Proteome Profiling of Muscle Cells and Muscle Tissue Using Stable Isotope Labeling by Amino Acids

Comprehensive and accurate proteome profiling of skeletal muscle remains challenging owing to the large proteome dynamic range in this tissue and the increased sensitivity needed to detect low-abundant proteins. Sarcomeric and glycolytic enzymes are by far the most abundant proteins in muscle, masking detection and quantification of low-abundant proteins such as dystrophin, dystrophin-associated protein complex, cell signaling proteins, and transcription factors. About 5400 unique proteins have been identified so far in skeletal muscle using extensive pre-fractionation methods and mass spectrometry [1]. While this is good for cataloging the muscle proteome, pre-fractionation methods are often not compatible with quantification or comparative proteomics because of inherent technical variability from experiment to experiment leading to false and inaccurate quantification. To overcome these challenges, several stable isotope labeling strategies have been developed and tested in the past in different cell culture models and tissues.
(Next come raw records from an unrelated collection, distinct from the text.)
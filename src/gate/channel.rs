//! Channel gating: pool the spatial extent, run the pooled vector through a
//! bottleneck MLP, and rescale channels by a sigmoid gate.

use serde::{Deserialize, Serialize};
use tch::{nn, Kind, Tensor};

use crate::{init, AttentionError, Result};

/// Spatial pooling applied before the bottleneck MLP.
#[derive(Debug, Clone, Copy, PartialEq, Eq, Serialize, Deserialize)]
#[serde(rename_all = "lowercase")]
pub enum PoolKind {
    /// Mean over the spatial extent.
    Avg,
    /// Maximum over the spatial extent.
    Max,
    /// L2 norm over the spatial extent.
    Lp,
    /// Log-sum-exp over the spatial extent.
    Lse,
}

/// Static configuration for [`ChannelGate`].
#[derive(Debug, Clone, Serialize, Deserialize)]
pub struct ChannelGateConfig {
    pub gate_channels: i64,
    #[serde(default = "default_reduction")]
    pub reduction_ratio: i64,
    #[serde(default = "default_pools")]
    pub pool_kinds: Vec<PoolKind>,
}

fn default_reduction() -> i64 {
    16
}

fn default_pools() -> Vec<PoolKind> {
    vec![PoolKind::Avg, PoolKind::Max]
}

impl ChannelGateConfig {
    pub fn new(gate_channels: i64) -> Self {
        Self {
            gate_channels,
            reduction_ratio: default_reduction(),
            pool_kinds: default_pools(),
        }
    }

    pub fn with_reduction(self, reduction_ratio: i64) -> Self {
        Self {
            reduction_ratio,
            ..self
        }
    }

    pub fn with_pools(self, pool_kinds: Vec<PoolKind>) -> Self {
        Self { pool_kinds, ..self }
    }

    pub fn validate(&self) -> Result<()> {
        if self.gate_channels <= 0 || self.reduction_ratio <= 0 {
            return Err(AttentionError::Config(format!(
                "gate_channels and reduction_ratio must be positive, got {} / {}",
                self.gate_channels, self.reduction_ratio
            )));
        }
        if self.gate_channels % self.reduction_ratio != 0 {
            return Err(AttentionError::Config(format!(
                "gate_channels ({}) must be divisible by reduction_ratio ({})",
                self.gate_channels, self.reduction_ratio
            )));
        }
        if self.pool_kinds.is_empty() {
            return Err(AttentionError::Config(
                "at least one pooling kind is required".to_string(),
            ));
        }
        Ok(())
    }
}

/// Per-channel gate over a `[batch, channel, freq, time]` feature map.
///
/// One bottleneck MLP (`C -> C/r -> C`, ReLU in between) is shared by every
/// configured pooling kind; raw per-kind signals are summed, not averaged, so
/// a channel surfaced strongly by any single pooling kind is amplified.
#[derive(Debug)]
pub struct ChannelGate {
    gate_channels: i64,
    pool_kinds: Vec<PoolKind>,
    fc1: nn::Linear,
    fc2: nn::Linear,
}

impl ChannelGate {
    pub fn new(config: &ChannelGateConfig, path: &nn::Path) -> Result<Self> {
        config.validate()?;
        let hidden = config.gate_channels / config.reduction_ratio;

        let mut fc1 = nn::linear(path / "fc1", config.gate_channels, hidden, Default::default());
        let mut fc2 = nn::linear(path / "fc2", hidden, config.gate_channels, Default::default());
        for linear in [&mut fc1, &mut fc2] {
            init::xavier_uniform(&mut linear.ws)?;
            if let Some(bs) = linear.bs.as_mut() {
                init::zeros(bs)?;
            }
        }

        Ok(Self {
            gate_channels: config.gate_channels,
            pool_kinds: config.pool_kinds.clone(),
            fc1,
            fc2,
        })
    }

    /// Rescales `x` per channel; the output shape equals the input shape.
    pub fn forward(&self, x: &Tensor) -> Result<Tensor> {
        let size = x.size();
        if size.len() != 4 {
            return Err(AttentionError::ShapeMismatch(format!(
                "ChannelGate expects [batch, channel, freq, time], got {:?}",
                size
            )));
        }
        if size[1] != self.gate_channels {
            return Err(AttentionError::ShapeMismatch(format!(
                "ChannelGate built for {} channels, input has {}",
                self.gate_channels, size[1]
            )));
        }

        let mut gate_sum: Option<Tensor> = None;
        for kind in &self.pool_kinds {
            let pooled = self.pool(x, *kind);
            let raw = pooled.apply(&self.fc1).relu().apply(&self.fc2);
            gate_sum = Some(match gate_sum {
                None => raw,
                Some(sum) => sum + raw,
            });
        }
        // validate() guarantees at least one pooling kind
        let gate_sum = gate_sum.ok_or_else(|| {
            AttentionError::Config("at least one pooling kind is required".to_string())
        })?;

        let scale = gate_sum.sigmoid().unsqueeze(-1).unsqueeze(-1);
        Ok(x * scale)
    }

    /// Reduce the spatial extent to a `[batch, channel]` summary.
    fn pool(&self, x: &Tensor, kind: PoolKind) -> Tensor {
        match kind {
            PoolKind::Avg => x.mean_dim(&[2i64, 3][..], false, Kind::Float),
            PoolKind::Max => x.amax(&[2i64, 3][..], false),
            PoolKind::Lp => x
                .square()
                .sum_dim_intlist(&[2i64, 3][..], false, Kind::Float)
                .sqrt(),
            PoolKind::Lse => {
                let size = x.size();
                x.view([size[0], size[1], -1]).logsumexp(&[-1i64][..], false)
            }
        }
    }
}

#[cfg(test)]
mod tests {
    use super::*;
    use tch::{nn, Device};

    fn gate(channels: i64, pools: Vec<PoolKind>) -> (nn::VarStore, ChannelGate) {
        let vs = nn::VarStore::new(Device::Cpu);
        let config = ChannelGateConfig::new(channels)
            .with_reduction(4)
            .with_pools(pools);
        let gate = ChannelGate::new(&config, &vs.root()).unwrap();
        (vs, gate)
    }

    #[test]
    fn test_shape_preserved_for_every_pool_kind() {
        for kind in [PoolKind::Avg, PoolKind::Max, PoolKind::Lp, PoolKind::Lse] {
            let (_vs, gate) = gate(8, vec![kind]);
            let x = Tensor::rand([2, 8, 11, 7], (Kind::Float, Device::Cpu));
            let out = gate.forward(&x).unwrap();
            assert_eq!(out.size(), x.size());
        }
    }

    #[test]
    fn test_indivisible_reduction_is_config_error() {
        let vs = nn::VarStore::new(Device::Cpu);
        let config = ChannelGateConfig::new(10).with_reduction(16);
        assert!(matches!(
            ChannelGate::new(&config, &vs.root()),
            Err(AttentionError::Config(_))
        ));
    }

    #[test]
    fn test_empty_pool_set_is_config_error() {
        let vs = nn::VarStore::new(Device::Cpu);
        let config = ChannelGateConfig::new(8).with_reduction(4).with_pools(vec![]);
        assert!(ChannelGate::new(&config, &vs.root()).is_err());
    }

    #[test]
    fn test_channel_mismatch_rejected() {
        let (_vs, gate) = gate(8, vec![PoolKind::Avg]);
        let x = Tensor::rand([2, 16, 5, 5], (Kind::Float, Device::Cpu));
        assert!(matches!(
            gate.forward(&x),
            Err(AttentionError::ShapeMismatch(_))
        ));
    }

    #[test]
    fn test_gate_attenuates_toward_input() {
        // The gate is sigmoid-bounded, so |out| <= |x| elementwise on a
        // non-negative input.
        let (_vs, gate) = gate(8, vec![PoolKind::Avg, PoolKind::Max]);
        let x = Tensor::rand([1, 8, 6, 6], (Kind::Float, Device::Cpu));
        let out = gate.forward(&x).unwrap();
        let diff = (&x - &out).min().double_value(&[]);
        assert!(diff >= -1e-6);
    }

    #[test]
    fn test_pool_kind_serde_names() {
        let json = serde_json::to_string(&vec![
            PoolKind::Avg,
            PoolKind::Max,
            PoolKind::Lp,
            PoolKind::Lse,
        ])
        .unwrap();
        assert_eq!(json, r#"["avg","max","lp","lse"]"#);
    }
}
Typically, the two samples to be compared are tagged with heavy and light stable isotope-labeled moieties, respectively, either at the peptide level, after digestion of proteins with a protease (e.g., trypsin or endoproteinase Lys-C), or even at the cellular level before protein extraction and processing. This book chapter, we will focus on stable isotope labeling by amino acid in cell culture (SILAC), which is by far the most accurate method for quantitative proteomics in cell culture systems.